Requirement: Among the lines below, copy exactly those from the one with "its order job" through the one with "let mut builders: HashMap<Topic, JobBuilder>", counting both ends.

-*-

//! Topic-to-job routing table and job builders.
//!
//! Maps a canonical [`InboundEvent`] to zero or more [`JobDescriptor`]s.
//! The mapping is a declarative table keyed by [`Topic`], populated once at
//! startup and verified complete against [`Topic::ALL`] — adding a topic is
//! a data change (a variant plus a table row), never a new conditional
//! scattered across handlers.
//!
//! Builders normalize payload fields into the fixed argument shapes the
//! external worker fleet depends on. A missing optional field always maps to
//! an explicit JSON `null`, never to an omitted key.

use crate::webhook::InboundEvent;
use crate::Topic;
use job_runtime::{JobDescriptor, QueueName, Timestamp, ValidationError as QueueValidationError};
use serde_json::{json, Map, Value};
use std::collections::HashMap;

/// Logical job identifiers consumed by the external worker fleet
pub mod job_types {
    pub const RECONCILE_PRODUCT_IN_OFFERS: &str = "reconcile_product_in_offers";
    pub const MARK_PRODUCT_DELETED: &str = "mark_product_deleted";
    pub const RECONCILE_COLLECTION_IN_OFFERS: &str = "reconcile_collection_in_offers";
    pub const RECORD_ORDER: &str = "record_order";
    pub const RECORD_OFFER_SALE: &str = "record_offer_sale";
    pub const MARK_SHOP_CANCELLED: &str = "mark_shop_cancelled";
    pub const UPDATE_SHOP_PROFILE: &str = "update_shop_profile";
    pub const REFRESH_THEME: &str = "refresh_theme";
}

/// Named destination queues
pub mod queues {
    pub const PRODUCT_PRIORITY: &str = "product-priority";
    pub const LOW_PRIORITY: &str = "low-priority";
    pub const ORDERS: &str = "orders";
    pub const SALE_STATS: &str = "sale-stats";
    pub const THEMES: &str = "themes";
}

/// Delay that lets upstream consistency settle before a job runs
const SETTLE_DELAY_SECS: i64 = 10;

/// The sale-stats job must run strictly after its order job
const SALE_STATS_DELAY_SECS: i64 = 11;

// ============================================================================
// Error Types
// ============================================================================

/// Errors from table construction or job building
#[derive(Debug, thiserror::Error)]
pub enum RoutingError {
    #[error("No job builder registered for topic '{topic}'")]
    MissingBuilder { topic: Topic },

    #[error("Invalid queue name: {0}")]
    InvalidQueue(#[from] QueueValidationError),
}

// ============================================================================
// RoutingTable
// ============================================================================

/// Builder signature: event plus the request's "now" for scheduling
type JobBuilder = fn(&InboundEvent, Timestamp) -> Result<Vec<JobDescriptor>, RoutingError>;

/// Declarative topic-to-builder table
pub struct RoutingTable {
    builders: HashMap<Topic, JobBuilder>,
}

impl RoutingTable {
    /// Build the standard routing table and verify it covers every topic.
    ///
    /// Called once at process start; an incomplete table is a startup error,
    /// not a per-request surprise.
    pub fn standard() -> Result<Self, RoutingError> {
        let mut builders: HashMap<Topic, JobBuilder> = HashMap::new();

        builders.insert(Topic::ProductsCreate, build_product_reconcile);
        builders.insert(Topic::ProductsUpdate, build_product_reconcile);
        builders.insert(Topic::ProductsDelete, build_product_deleted);
        builders.insert(Topic::CollectionsCreate, build_collection_reconcile);
        builders.insert(Topic::CollectionsUpdate, build_collection_reconcile);
        builders.insert(Topic::OrdersCreate, build_order_jobs);
        builders.insert(Topic::AppUninstalled, build_app_uninstalled);
        builders.insert(Topic::ShopUpdate, build_shop_update);
        builders.insert(Topic::ThemePublish, build_theme_refresh);
        builders.insert(Topic::ThemeUpdate, build_theme_refresh);

        let table = Self { builders };
        table.verify_complete()?;
        Ok(table)
    }

    /// Every supported topic must have a builder
    fn verify_complete(&self) -> Result<(), RoutingError> {
        for topic in Topic::ALL {
            if !self.builders.contains_key(&topic) {
                return Err(RoutingError::MissingBuilder { topic });
            }
        }
        Ok(())
    }

    /// Produce the jobs an event calls for
    pub fn build_jobs(
        &self,
        event: &InboundEvent,
        now: Timestamp,
    ) -> Result<Vec<JobDescriptor>, RoutingError> {
        let builder = self
            .builders
            .get(&event.topic)
            .ok_or(RoutingError::MissingBuilder { topic: event.topic })?;
        builder(event, now)
    }
}

impl std::fmt::Debug for RoutingTable {
    fn fmt(&self, f: &mut std::fmt::Formatter<'_>) -> std::fmt::Result {
        f.debug_struct("RoutingTable")
            .field("topics", &self.builders.len())
            .finish()
    }
}

// ============================================================================
// Job Builders
// ============================================================================

fn build_product_reconcile(
    event: &InboundEvent,
    now: Timestamp,
) -> Result<Vec<JobDescriptor>, RoutingError> {
    Ok(vec![JobDescriptor::new(
        job_types::RECONCILE_PRODUCT_IN_OFFERS,
        vec![json!(event.shop_domain.as_str()), resource_id_arg(event)],
        QueueName::new(queues::PRODUCT_PRIORITY)?,
        now,
    )])
}

fn build_product_deleted(
    event: &InboundEvent,
    now: Timestamp,
) -> Result<Vec<JobDescriptor>, RoutingError> {
    Ok(vec![JobDescriptor::new(
        job_types::MARK_PRODUCT_DELETED,
        vec![json!(event.shop_domain.as_str()), resource_id_arg(event)],
        QueueName::new(queues::LOW_PRIORITY)?,
        now,
    )])
}

fn build_collection_reconcile(
    event: &InboundEvent,
    now: Timestamp,
) -> Result<Vec<JobDescriptor>, RoutingError> {
    Ok(vec![JobDescriptor::new(
        job_types::RECONCILE_COLLECTION_IN_OFFERS,
        vec![json!(event.shop_domain.as_str()), resource_id_arg(event)],
        QueueName::new(queues::LOW_PRIORITY)?,
        now,
    )])
}

/// Orders produce one or two jobs: the order record always, plus an
/// offer-attributed sale record when the order carries a cart token. The
/// sale job is scheduled strictly after the order job so the order row
/// exists when the sale is attributed.
fn build_order_jobs(
    event: &InboundEvent,
    now: Timestamp,
) -> Result<Vec<JobDescriptor>, RoutingError> {
    let summary = order_summary(&event.payload);

    let mut jobs = vec![JobDescriptor::new(
        job_types::RECORD_ORDER,
        vec![json!(event.shop_domain.as_str()), summary.clone()],
        QueueName::new(queues::ORDERS)?,
        now.add_seconds(SETTLE_DELAY_SECS),
    )];

    if !field(&event.payload, "cart_token").is_null() {
        jobs.push(JobDescriptor::new(
            job_types::RECORD_OFFER_SALE,
            vec![summary],
            QueueName::new(queues::SALE_STATS)?,
            now.add_seconds(SALE_STATS_DELAY_SECS),
        ));
    }

    Ok(jobs)
}

fn build_app_uninstalled(
    event: &InboundEvent,
    now: Timestamp,
) -> Result<Vec<JobDescriptor>, RoutingError> {
    Ok(vec![JobDescriptor::new(
        job_types::MARK_SHOP_CANCELLED,
        vec![json!(event.shop_domain.as_str())],
        QueueName::new(queues::LOW_PRIORITY)?,
        now.add_seconds(SETTLE_DELAY_SECS),
    )])
}

fn build_shop_update(
    event: &InboundEvent,
    now: Timestamp,
) -> Result<Vec<JobDescriptor>, RoutingError> {
    Ok(vec![JobDescriptor::new(
        job_types::UPDATE_SHOP_PROFILE,
        vec![
            json!(event.shop_domain.as_str()),
            shop_attributes(&event.payload),
        ],
        QueueName::new(queues::LOW_PRIORITY)?,
        now.add_seconds(SETTLE_DELAY_SECS),
    )])
}

fn build_theme_refresh(
    event: &InboundEvent,
    now: Timestamp,
) -> Result<Vec<JobDescriptor>, RoutingError> {
    Ok(vec![JobDescriptor::new(
        job_types::REFRESH_THEME,
        vec![json!(event.shop_domain.as_str())],
        QueueName::new(queues::THEMES)?,
        now.add_seconds(SETTLE_DELAY_SECS),
    )])
}

// ============================================================================
// Payload Normalization
// ============================================================================

/// A payload field, or explicit `null` when absent
fn field(payload: &Map<String, Value>, key: &str) -> Value {
    payload.get(key).cloned().unwrap_or(Value::Null)
}

/// A nested field, or explicit `null` when the parent or child is absent
fn nested_field(payload: &Map<String, Value>, parent: &str, key: &str) -> Value {
    payload
        .get(parent)
        .and_then(|value| value.get(key))
        .cloned()
        .unwrap_or(Value::Null)
}

fn resource_id_arg(event: &InboundEvent) -> Value {
    event
        .resource_id
        .as_deref()
        .map(|id| json!(id))
        .unwrap_or(Value::Null)
}

/// Normalize an order payload into the fixed summary shape the worker fleet
/// consumes.
fn order_summary(payload: &Map<String, Value>) -> Value {
    let line_items = payload
        .get("line_items")
        .and_then(Value::as_array)
        .cloned()
        .unwrap_or_default();

    // Product ids only: nulls dropped, ascending sort.
    let mut items: Vec<i64> = line_items
        .iter()
        .filter_map(|line| line.get("product_id"))
        .filter_map(Value::as_i64)
        .collect();
    items.sort_unstable();

    let item_variants: Vec<Value> = line_items
        .iter()
        .map(|line| {
            json!({
                "variant_id": line.get("variant_id").cloned().unwrap_or(Value::Null),
                "quantity": line.get("quantity").cloned().unwrap_or(Value::Null),
                "price": line.get("price").cloned().unwrap_or(Value::Null),
                "discount": line.get("discount_allocations").cloned().unwrap_or(Value::Null),
            })
        })
        .collect();

    let discount_code = payload
        .get("discount_codes")
        .and_then(Value::as_array)
        .and_then(|codes| codes.first())
        .and_then(|code| code.get("code"))
        .cloned()
        .unwrap_or(Value::Null);

    json!({
        "platform_id": field(payload, "id"),
        "items": items,
        "item_variants": item_variants,
        "discount_code": discount_code,
        "shopper_country": nested_field(payload, "billing_address", "country_code"),
        "referring_site": field(payload, "referring_site"),
        "orders_count": nested_field(payload, "customer", "orders_count"),
        "total": field(payload, "total_price"),
        "cart_token": field(payload, "cart_token"),
    })
}

/// Normalize a shop payload into the fixed attribute set the worker fleet
/// consumes.
fn shop_attributes(payload: &Map<String, Value>) -> Value {
    json!({
        "name": field(payload, "name"),
        "platform_id": field(payload, "id"),
        "email": field(payload, "email"),
        "timezone": field(payload, "timezone"),
        "iana_timezone": field(payload, "iana_timezone"),
        "money_format": field(payload, "money_format"),
        "plan_display_name": field(payload, "plan_display_name"),
        "plan_name": field(payload, "plan_name"),
        "custom_domain": field(payload, "domain"),
        "opened_at": field(payload, "created_at"),
    })
}

#[cfg(test)]
#[path = "routing_tests.rs"]
mod tests;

-*-

Expected answer:
/// The sale-stats job must run strictly after its order job
const SALE_STATS_DELAY_SECS: i64 = 11;

// ============================================================================
// Error Types
// ============================================================================

/// Errors from table construction or job building
#[derive(Debug, thiserror::Error)]
pub enum RoutingError {
    #[error("No job builder registered for topic '{topic}'")]
    MissingBuilder { topic: Topic },

    #[error("Invalid queue name: {0}")]
    InvalidQueue(#[from] QueueValidationError),
}

// ============================================================================
// RoutingTable
// ============================================================================

/// Builder signature: event plus the request's "now" for scheduling
type JobBuilder = fn(&InboundEvent, Timestamp) -> Result<Vec<JobDescriptor>, RoutingError>;

/// Declarative topic-to-builder table
pub struct RoutingTable {
    builders: HashMap<Topic, JobBuilder>,
}

impl RoutingTable {
    /// Build the standard routing table and verify it covers every topic.
    ///
    /// Called once at process start; an incomplete table is a startup error,
    /// not a per-request surprise.
    pub fn standard() -> Result<Self, RoutingError> {
        let mut builders: HashMap<Topic, JobBuilder> = HashMap::new();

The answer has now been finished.